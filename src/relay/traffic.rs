//! Debug logging of every relayed message.

use log::{debug, log_enabled};
use tokio::sync::mpsc::UnboundedReceiver;
use tokio::task::JoinHandle;
use tokio_util::sync::CancellationToken;

use crate::disposable::Disposable;
use crate::protocol::{MessageDispatcher, ProtocolMessage};

const TARGET: &str = "debug_relay::traffic";

/// Logs a one-line summary of each message seen by the two dispatchers.
pub(crate) struct TrafficLogger {
    cancel: CancellationToken,
    inbound: Option<UnboundedReceiver<ProtocolMessage>>,
    outbound: Option<UnboundedReceiver<ProtocolMessage>>,
}

impl TrafficLogger {
    /// Subscribe now so nothing published before [`spawn`](Self::spawn) is
    /// missed.
    pub(crate) fn new(inbound: &MessageDispatcher, outbound: &MessageDispatcher) -> Self {
        Self {
            cancel: CancellationToken::new(),
            inbound: Some(inbound.subscribe()),
            outbound: Some(outbound.subscribe()),
        }
    }

    pub(crate) fn spawn(&mut self) -> Option<JoinHandle<()>> {
        let mut inbound = self.inbound.take()?;
        let mut outbound = self.outbound.take()?;
        let cancel = self.cancel.clone();

        Some(tokio::spawn(async move {
            let mut inbound_open = true;
            let mut outbound_open = true;
            while inbound_open || outbound_open {
                tokio::select! {
                    _ = cancel.cancelled() => break,
                    message = inbound.recv(), if inbound_open => match message {
                        Some(message) => log_message("client -> relay", &message),
                        None => inbound_open = false,
                    },
                    message = outbound.recv(), if outbound_open => match message {
                        Some(message) => log_message("relay -> client", &message),
                        None => outbound_open = false,
                    },
                }
            }
        }))
    }
}

impl Disposable for TrafficLogger {
    fn dispose(&self) {
        self.cancel.cancel();
    }
}

fn log_message(direction: &str, message: &ProtocolMessage) {
    if log_enabled!(target: TARGET, log::Level::Debug) {
        debug!(target: TARGET, "{} {}", direction, summarize(message));
    }
}

/// Short human readable description of `message`.
pub(crate) fn summarize(message: &ProtocolMessage) -> String {
    match message {
        ProtocolMessage::Request(r) => format!("request #{} {}", r.seq, r.command),
        ProtocolMessage::Response(r) => format!(
            "response #{} {} to #{} ({})",
            r.seq,
            r.command,
            r.request_seq,
            if r.success { "success" } else { "failure" }
        ),
        ProtocolMessage::Event(e) => format!("event #{} {}", e.seq, e.event),
    }
}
----------------------------------------
• What you are asked to do: Answer with one number only: how many lines in the data contain the word "Option"?

• Exercise answer: 3